=== TASK PROMPT ===
Retype the whole of the data exactly.

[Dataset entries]
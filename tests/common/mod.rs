//! Shared fixtures for integration tests.

use async_trait::async_trait;
use std::collections::HashMap;
use tokio::sync::broadcast;

use vibrance::error::StorageError;
use vibrance::models::preset::PresetPatch;
use vibrance::models::StoredConfig;
use vibrance::services::{SettingsStore, StorageChange};

/// A stored configuration with one preset patched and activated.
pub fn stored_with(preset: &str, patch: PresetPatch) -> StoredConfig {
    let mut presets = HashMap::new();
    presets.insert(preset.to_string(), patch);
    StoredConfig {
        enabled: Some(true),
        active_preset: Some(preset.to_string()),
        presets: Some(presets),
    }
}

/// Store whose reads always fail, for testing the neutral-default
/// recovery path.
pub struct FailingStore {
    sender: broadcast::Sender<StorageChange>,
}

impl FailingStore {
    pub fn new() -> Self {
        let (sender, _) = broadcast::channel(16);
        Self { sender }
    }
}

impl Default for FailingStore {
    fn default() -> Self {
        Self::new()
    }
}

#[async_trait]
impl SettingsStore for FailingStore {
    async fn get(&self) -> Result<StoredConfig, StorageError> {
        Err(StorageError::Unavailable("backend gone".to_string()))
    }

    async fn set(&self, _config: &StoredConfig) -> Result<(), StorageError> {
        Err(StorageError::Unavailable("backend gone".to_string()))
    }

    fn subscribe(&self) -> broadcast::Receiver<StorageChange> {
        self.sender.subscribe()
    }
}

=== EXERCISE RESPONSE ===
filename tests/common/mod.rs
//! Shared fixtures for integration tests.

use async_trait::async_trait;
use std::collections::HashMap;
use tokio::sync::broadcast;

use vibrance::error::StorageError;
use vibrance::models::preset::PresetPatch;
use vibrance::models::StoredConfig;
use vibrance::services::{SettingsStore, StorageChange};

/// A stored configuration with one preset patched and activated.
pub fn stored_with(preset: &str, patch: PresetPatch) -> StoredConfig {
    let mut presets = HashMap::new();
    presets.insert(preset.to_string(), patch);
    StoredConfig {
        enabled: Some(true),
        active_preset: Some(preset.to_string()),
        presets: Some(presets),
    }
}

/// Store whose reads always fail, for testing the neutral-default
/// recovery path.
pub struct FailingStore {
    sender: broadcast::Sender<StorageChange>,
}

impl FailingStore {
    pub fn new() -> Self {
        let (sender, _) = broadcast::channel(16);
        Self { sender }
    }
}

impl Default for FailingStore {
    fn default() -> Self {
        Self::new()
    }
}

#[async_trait]
impl SettingsStore for FailingStore {
    async fn get(&self) -> Result<StoredConfig, StorageError> {
        Err(StorageError::Unavailable("backend gone".to_string()))
    }

    async fn set(&self, _config: &StoredConfig) -> Result<(), StorageError> {
        Err(StorageError::Unavailable("backend gone".to_string()))
    }

    fn subscribe(&self) -> broadcast::Receiver<StorageChange> {
        self.sender.subscribe()
    }
}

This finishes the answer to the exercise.